▶ **Extracted records**:
[Start of Attachment]

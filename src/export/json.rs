//! JSON rendering of a parsed message. Binary payloads are omitted.

use crate::error::{MsgError, Result};
use crate::model::message::ParsedMessage;

pub fn to_json(message: &ParsedMessage, pretty: bool) -> Result<String> {
    let rendered = if pretty {
        serde_json::to_string_pretty(message)
    } else {
        serde_json::to_string(message)
    };
    rendered.map_err(|e| MsgError::ExportError(format!("JSON serialization failed: {e}")))
}
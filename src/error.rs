//! Centralized error types for msgshell.

use std::path::PathBuf;
use thiserror::Error;

/// All errors produced by the msgshell library.
///
/// Decoding anomalies inside a readable container never show up here: they
/// degrade to missing fields on the parsed message instead.
#[derive(Error, Debug)]
pub enum MsgError {
    /// I/O error with the associated file path.
    #[error("I/O error reading '{path}': {source}")]
    Io {
        path: PathBuf,
        source: std::io::Error,
    },

    /// The specified file does not exist.
    #[error("MSG file not found: {0}")]
    FileNotFound(PathBuf),

    /// The input is not a readable compound document (truncated, corrupt, or another format).
    #[error("Not a readable compound document: {0}")]
    InvalidContainer(#[source] std::io::Error),

    /// An export operation failed.
    #[error("Export error: {0}")]
    ExportError(String),

    /// An invalid path was provided.
    #[error("Invalid path: {0}")]
    InvalidPath(String),
}

/// Convenience alias for `Result<T, MsgError>`.
pub type Result<T> = std::result::Result<T, MsgError>;

impl MsgError {
    /// Create an `Io` variant from a path and an `io::Error`.
    pub fn io(path: impl Into<PathBuf>, source: std::io::Error) -> Self {
        Self::Io {
            path: path.into(),
            source,
        }
    }
}

/// Allow `?` on `std::io::Error` inside functions returning `MsgError`
/// when no path context is available (prefer `MsgError::io`).
impl From<std::io::Error> for MsgError {
    fn from(source: std::io::Error) -> Self {
        Self::Io {
            path: PathBuf::from("<unknown>"),
            source,
        }
    }
}
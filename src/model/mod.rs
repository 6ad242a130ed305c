//! Core data model: messages, recipients, attachments and raw properties.

pub mod attachment;
pub mod message;
pub mod property;
pub mod recipient;

pub use attachment::{Attachment, FileAttachment, NestedMessageAttachment};
pub use message::{ParsedMessage, Smime};
pub use property::{PropertyMap, PropertyValue};
pub use recipient::{Recipient, RecipientRole};
//! File attachment builder.

use super::Policy;
use crate::model::attachment::FileAttachment;
use crate::model::property::{PropTag, PropertyRecord, PropertyValue};
use crate::model::PropertyMap;

const SMIME_SIGNATURE_FILENAME: &str = "smime.p7s";

#[derive(Debug, Default)]
pub struct AttachmentBuilder {
    filename: Option<String>,
    long_filename: Option<String>,
    mime_tag: Option<String>,
    extension: Option<String>,
    content_id: Option<String>,
    /// Payload and its declared length, always set together.
    data: Option<(Vec<u8>, u64)>,
    properties: PropertyMap,
}

impl AttachmentBuilder {
    pub fn new() -> Self {
        Self::default()
    }

    pub fn set_property(&mut self, record: PropertyRecord) {
        let PropertyRecord {
            tag,
            value,
            declared_len,
            ..
        } = record;
        match (PropTag::from_id(tag), &value) {
            (PropTag::AttachData, PropertyValue::Binary(bytes)) => {
                self.data = Some((bytes.clone(), declared_len));
            }
            (field, PropertyValue::Text(text)) => {
                if let Some(slot) = self.text_slot(field) {
                    Policy::Force.apply(slot, text.clone());
                }
            }
            _ => {}
        }
        self.properties.insert(tag, value);
    }

    fn text_slot(&mut self, tag: PropTag) -> Option<&mut Option<String>> {
        match tag {
            PropTag::AttachFilename => Some(&mut self.filename),
            PropTag::AttachLongFilename => Some(&mut self.long_filename),
            PropTag::AttachMimeTag => Some(&mut self.mime_tag),
            PropTag::AttachExtension => Some(&mut self.extension),
            PropTag::AttachContentId => Some(&mut self.content_id),
            _ => None,
        }
    }

    /// Finish the attachment. Attachments without a payload are dropped.
    pub fn build(self) -> Option<FileAttachment> {
        let (data, size) = self.data.filter(|(data, size)| *size > 0 && !data.is_empty())?;
        let mut filename = self.filename;
        if filename.is_none() && self.mime_tag.as_deref().is_some_and(is_detached_signature) {
            filename = Some(SMIME_SIGNATURE_FILENAME.to_string());
        }
        Some(FileAttachment {
            filename,
            long_filename: self.long_filename,
            mime_tag: self.mime_tag,
            extension: self.extension,
            content_id: self.content_id,
            data,
            size,
            properties: self.properties,
        })
    }
}

/// `multipart/signed` with no protocol, or with the PKCS#7 signature protocol.
fn is_detached_signature(mime_tag: &str) -> bool {
    mime_tag.contains("multipart/signed")
        && (!mime_tag.contains("protocol")
            || mime_tag.contains("protocol=\"application/pkcs7-signature\""))
}
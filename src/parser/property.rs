//! Leaf-name parsing and per-type value decoding.
//!
//! Decoding never fails: a type the decoder does not promote comes back as
//! [`PropertyValue::Unrecognized`] with its bytes untouched.

use byteorder::{ByteOrder, LittleEndian};
use encoding_rs::Encoding;

use super::charset;
use crate::model::property::{PropertyType, PropertyValue};

/// Name prefix of a leaf holding a single property.
pub const SUBSTG_PREFIX: &str = "__substg1.0_";

/// Name of the packed fixed-length properties leaf.
pub const PROPERTIES_STREAM: &str = "__properties_version1.0";

/// FILETIME epoch (1601-01-01) expressed in Unix-epoch milliseconds, negated.
const FILETIME_EPOCH_OFFSET_MS: i64 = 11_644_473_600_000;

/// Split a `__substg1.0_TTTTYYYY` leaf name into `(tag, type code)`.
///
/// Anything after the eight hex digits is ignored.
pub fn parse_leaf_name(name: &str) -> Option<(u16, u16)> {
    let digits = name.strip_prefix(SUBSTG_PREFIX)?.get(..8)?;
    if !digits.bytes().all(|b| b.is_ascii_hexdigit()) {
        return None;
    }
    let tag = u16::from_str_radix(&digits[..4], 16).ok()?;
    let type_code = u16::from_str_radix(&digits[4..], 16).ok()?;
    Some((tag, type_code))
}

/// Decode `bytes` according to `prop_type`.
pub fn decode_value(
    prop_type: PropertyType,
    bytes: &[u8],
    encoding: &'static Encoding,
) -> PropertyValue {
    match prop_type {
        PropertyType::String8 => PropertyValue::Text(decode_string8(bytes, encoding)),
        PropertyType::Unicode => PropertyValue::Text(decode_utf16le(bytes)),
        PropertyType::Binary => PropertyValue::Binary(bytes.to_vec()),
        PropertyType::SysTime => PropertyValue::Time(filetime_to_unix_ms(bytes)),
        other => PropertyValue::Unrecognized {
            type_code: other.code(),
            bytes: bytes.to_vec(),
        },
    }
}

/// 8-bit text in the active code page, re-decoded when the text names its own charset.
pub fn decode_string8(bytes: &[u8], encoding: &'static Encoding) -> String {
    let text = charset::decode(encoding, bytes);
    match charset::embedded_charset(&text) {
        Some(embedded) if embedded != encoding => {
            tracing::trace!(charset = embedded.name(), "Re-decoding string with embedded charset");
            charset::decode(embedded, bytes)
        }
        _ => text,
    }
}

/// Little-endian UTF-16; a dangling odd byte is dropped.
pub fn decode_utf16le(bytes: &[u8]) -> String {
    let units: Vec<u16> = bytes.chunks_exact(2).map(LittleEndian::read_u16).collect();
    String::from_utf16_lossy(&units)
}

/// 100ns ticks since 1601-01-01 to Unix-epoch milliseconds. Short input is zero-padded.
pub fn filetime_to_unix_ms(bytes: &[u8]) -> i64 {
    let mut buf = [0u8; 8];
    let n = bytes.len().min(8);
    buf[..n].copy_from_slice(&bytes[..n]);
    LittleEndian::read_i64(&buf) / 10_000 - FILETIME_EPOCH_OFFSET_MS
}
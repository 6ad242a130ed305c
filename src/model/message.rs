//! The parsed message graph.

use std::collections::BTreeMap;
use std::fmt;

use chrono::{DateTime, Utc};
use regex::Regex;
use serde::Serialize;

use super::attachment::{Attachment, FileAttachment};
use super::property::{PropertyMap, PropertyValue};
use super::recipient::{Recipient, RecipientRole};

/// Message class assumed until a `0x001A` property says otherwise.
pub const DEFAULT_MESSAGE_CLASS: &str = "IPM.Note";

/// S/MIME shape of a message, sniffed from named properties or transport headers.
#[derive(Debug, Clone, PartialEq, Eq, Serialize)]
#[serde(tag = "kind", rename_all = "snake_case")]
pub enum Smime {
    /// `application/pkcs7-mime` (encrypted or opaque-signed).
    ApplicationSmime {
        mime: String,
        smime_type: Option<String>,
        name: Option<String>,
    },
    /// `multipart/signed` (clear-signed).
    MultipartSigned {
        mime: String,
        protocol: Option<String>,
        micalg: Option<String>,
    },
    /// `application/octet-stream` or a bare `application/pkcs7-signature`.
    ApplicationOctetStream,
}

/// A fully decoded message. Nested messages are values of the same type.
///
/// Instances are only produced by the parser and are read-only afterwards.
#[derive(Debug, Clone, PartialEq, Serialize)]
pub struct ParsedMessage {
    pub(crate) message_class: String,
    pub(crate) message_id: Option<String>,
    pub(crate) from_name: Option<String>,
    pub(crate) from_email: Option<String>,
    pub(crate) reply_to_name: Option<String>,
    pub(crate) reply_to_email: Option<String>,
    pub(crate) subject: Option<String>,
    pub(crate) body_text: Option<String>,
    pub(crate) body_rtf: Option<String>,
    pub(crate) body_html: Option<String>,
    pub(crate) converted_body_html: Option<String>,
    pub(crate) headers: Option<String>,
    pub(crate) date: Option<DateTime<Utc>>,
    pub(crate) client_submit_time: Option<DateTime<Utc>>,
    pub(crate) creation_date: Option<DateTime<Utc>>,
    pub(crate) last_modification_date: Option<DateTime<Utc>>,
    pub(crate) display_to: Option<String>,
    pub(crate) display_cc: Option<String>,
    pub(crate) display_bcc: Option<String>,
    pub(crate) recipients: Vec<Recipient>,
    pub(crate) attachments: Vec<Attachment>,
    pub(crate) properties: PropertyMap,
    pub(crate) smime: Option<Smime>,
}

impl Default for ParsedMessage {
    fn default() -> Self {
        Self {
            message_class: DEFAULT_MESSAGE_CLASS.to_string(),
            message_id: None,
            from_name: None,
            from_email: None,
            reply_to_name: None,
            reply_to_email: None,
            subject: None,
            body_text: None,
            body_rtf: None,
            body_html: None,
            converted_body_html: None,
            headers: None,
            date: None,
            client_submit_time: None,
            creation_date: None,
            last_modification_date: None,
            display_to: None,
            display_cc: None,
            display_bcc: None,
            recipients: Vec::new(),
            attachments: Vec::new(),
            properties: PropertyMap::default(),
            smime: None,
        }
    }
}

impl ParsedMessage {
    // ── Typed fields ────────────────────────────────────────────

    pub fn message_class(&self) -> &str {
        &self.message_class
    }

    pub fn message_id(&self) -> Option<&str> {
        self.message_id.as_deref()
    }

    pub fn from_name(&self) -> Option<&str> {
        self.from_name.as_deref()
    }

    pub fn from_email(&self) -> Option<&str> {
        self.from_email.as_deref()
    }

    pub fn reply_to_name(&self) -> Option<&str> {
        self.reply_to_name.as_deref()
    }

    pub fn reply_to_email(&self) -> Option<&str> {
        self.reply_to_email.as_deref()
    }

    pub fn subject(&self) -> Option<&str> {
        self.subject.as_deref()
    }

    pub fn body_text(&self) -> Option<&str> {
        self.body_text.as_deref()
    }

    /// Decompressed RTF body.
    pub fn body_rtf(&self) -> Option<&str> {
        self.body_rtf.as_deref()
    }

    /// Native HTML body, if the message carried one.
    pub fn body_html(&self) -> Option<&str> {
        self.body_html.as_deref()
    }

    /// HTML derived from the RTF body.
    pub fn converted_body_html(&self) -> Option<&str> {
        self.converted_body_html.as_deref()
    }

    /// Native HTML when present, else the HTML converted from RTF.
    pub fn html_body(&self) -> Option<&str> {
        self.body_html
            .as_deref()
            .or(self.converted_body_html.as_deref())
    }

    /// Raw transport headers.
    pub fn headers(&self) -> Option<&str> {
        self.headers.as_deref()
    }

    pub fn date(&self) -> Option<DateTime<Utc>> {
        self.date
    }

    pub fn client_submit_time(&self) -> Option<DateTime<Utc>> {
        self.client_submit_time
    }

    pub fn creation_date(&self) -> Option<DateTime<Utc>> {
        self.creation_date
    }

    pub fn last_modification_date(&self) -> Option<DateTime<Utc>> {
        self.last_modification_date
    }

    pub fn display_to(&self) -> Option<&str> {
        self.display_to.as_deref()
    }

    pub fn display_cc(&self) -> Option<&str> {
        self.display_cc.as_deref()
    }

    pub fn display_bcc(&self) -> Option<&str> {
        self.display_bcc.as_deref()
    }

    pub fn recipients(&self) -> &[Recipient] {
        &self.recipients
    }

    pub fn attachments(&self) -> &[Attachment] {
        &self.attachments
    }

    pub fn smime(&self) -> Option<&Smime> {
        self.smime.as_ref()
    }

    // ── Raw properties ──────────────────────────────────────────

    pub fn properties(&self) -> &PropertyMap {
        &self.properties
    }

    pub fn property(&self, tag: u16) -> Option<&PropertyValue> {
        self.properties.get(tag)
    }

    /// Look a property up by its hex tag, e.g. `"0037"` for the subject.
    pub fn property_from_hex(&self, hex: &str) -> Option<&PropertyValue> {
        self.properties.get_hex(hex)
    }

    pub fn property_codes(&self) -> Vec<u16> {
        self.properties.codes().collect()
    }

    pub fn properties_as_hex(&self) -> Vec<String> {
        self.properties.hex_codes()
    }

    pub fn property_listing(&self) -> String {
        self.properties.listing()
    }

    // ── Recipient roles ─────────────────────────────────────────

    fn display_list(&self, role: RecipientRole) -> Option<&str> {
        match role {
            RecipientRole::To => self.display_to.as_deref(),
            RecipientRole::Cc => self.display_cc.as_deref(),
            RecipientRole::Bcc => self.display_bcc.as_deref(),
        }
    }

    /// Recipients whose name appears in the display list for `role`.
    ///
    /// Matching is by substring, so one recipient can land in several roles.
    pub fn recipients_with_role(&self, role: RecipientRole) -> Vec<&Recipient> {
        let Some(display) = self.display_list(role) else {
            return Vec::new();
        };
        let display = display.trim();
        self.recipients
            .iter()
            .filter(|r| {
                r.name()
                    .map(str::trim)
                    .is_some_and(|name| !name.is_empty() && display.contains(name))
            })
            .collect()
    }

    pub fn to_recipients(&self) -> Vec<&Recipient> {
        self.recipients_with_role(RecipientRole::To)
    }

    pub fn cc_recipients(&self) -> Vec<&Recipient> {
        self.recipients_with_role(RecipientRole::Cc)
    }

    pub fn bcc_recipients(&self) -> Vec<&Recipient> {
        self.recipients_with_role(RecipientRole::Bcc)
    }

    // ── Attachment partition ────────────────────────────────────

    /// For each attachment, the `cid:` token that ties it to the HTML body.
    fn inline_tokens(&self) -> Vec<Option<String>> {
        let html = self.html_body();
        self.attachments
            .iter()
            .map(|att| match (att, html) {
                (Attachment::File(file), Some(html)) => cid_reference(file, html),
                _ => None,
            })
            .collect()
    }

    /// Inline attachments keyed by the identifier the HTML body references them with.
    pub fn cid_map(&self) -> BTreeMap<String, &FileAttachment> {
        self.inline_tokens()
            .into_iter()
            .zip(&self.attachments)
            .filter_map(|(token, att)| Some((token?, att.as_file()?)))
            .collect()
    }

    /// Attachments not referenced from the HTML body, nested messages included.
    pub fn true_attachments(&self) -> Vec<&Attachment> {
        self.inline_tokens()
            .into_iter()
            .zip(&self.attachments)
            .filter(|(token, _)| token.is_none())
            .map(|(_, att)| att)
            .collect()
    }

    pub fn nested_messages(&self) -> Vec<&ParsedMessage> {
        self.attachments.iter().filter_map(Attachment::as_nested).collect()
    }

    /// Whether the message carries nothing that identifies it.
    pub(crate) fn is_degenerate(&self) -> bool {
        self.message_id.is_none()
            && self.subject.is_none()
            && self.body_text.is_none()
            && self.body_rtf.is_none()
            && self.body_html.is_none()
    }
}

/// First of content-id, short filename and long filename that the body refers to as `cid:`.
fn cid_reference(file: &FileAttachment, html: &str) -> Option<String> {
    [file.content_id(), file.filename(), file.long_filename()]
        .into_iter()
        .flatten()
        .filter(|candidate| !candidate.is_empty())
        .find(|candidate| {
            let pattern = format!(r#"cid:['"]?{}['"]?"#, regex::escape(candidate));
            Regex::new(&pattern).is_ok_and(|re| re.is_match(html))
        })
        .map(str::to_string)
}

impl fmt::Display for ParsedMessage {
    fn fmt(&self, f: &mut fmt::Formatter<'_>) -> fmt::Result {
        let from = match (self.from_name(), self.from_email()) {
            (Some(name), Some(email)) => format!("\"{name}\" <{email}>"),
            (Some(name), None) => name.to_string(),
            (None, Some(email)) => format!("<{email}>"),
            (None, None) => String::new(),
        };
        writeln!(f, "From: {from}")?;
        for (label, role) in [
            ("To", RecipientRole::To),
            ("Cc", RecipientRole::Cc),
            ("Bcc", RecipientRole::Bcc),
        ] {
            let list: Vec<String> = self
                .recipients_with_role(role)
                .iter()
                .map(|r| r.to_string())
                .collect();
            if !list.is_empty() {
                writeln!(f, "{label}: {}", list.join(", "))?;
            }
        }
        if let Some(date) = self.date {
            writeln!(f, "Date: {}", date.to_rfc2822())?;
        }
        write!(f, "Subject: {}", self.subject().unwrap_or(""))
    }
}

[End of Attachment]

▶ **Problem statement**:
Retype the records above, but only those lines that fall between the line containing "pub fn build(self)" and the line containing "comes back as", with both of those lines included, exactly as written.

▶ **Expected answer**:
    pub fn build(self) -> Option<FileAttachment> {
        let (data, size) = self.data.filter(|(data, size)| *size > 0 && !data.is_empty())?;
        let mut filename = self.filename;
        if filename.is_none() && self.mime_tag.as_deref().is_some_and(is_detached_signature) {
            filename = Some(SMIME_SIGNATURE_FILENAME.to_string());
        }
        Some(FileAttachment {
            filename,
            long_filename: self.long_filename,
            mime_tag: self.mime_tag,
            extension: self.extension,
            content_id: self.content_id,
            data,
            size,
            properties: self.properties,
        })
    }
}

/// `multipart/signed` with no protocol, or with the PKCS#7 signature protocol.
fn is_detached_signature(mime_tag: &str) -> bool {
    mime_tag.contains("multipart/signed")
        && (!mime_tag.contains("protocol")
            || mime_tag.contains("protocol=\"application/pkcs7-signature\""))
}
filename src/parser/property.rs
//! Leaf-name parsing and per-type value decoding.
//!
//! Decoding never fails: a type the decoder does not promote comes back as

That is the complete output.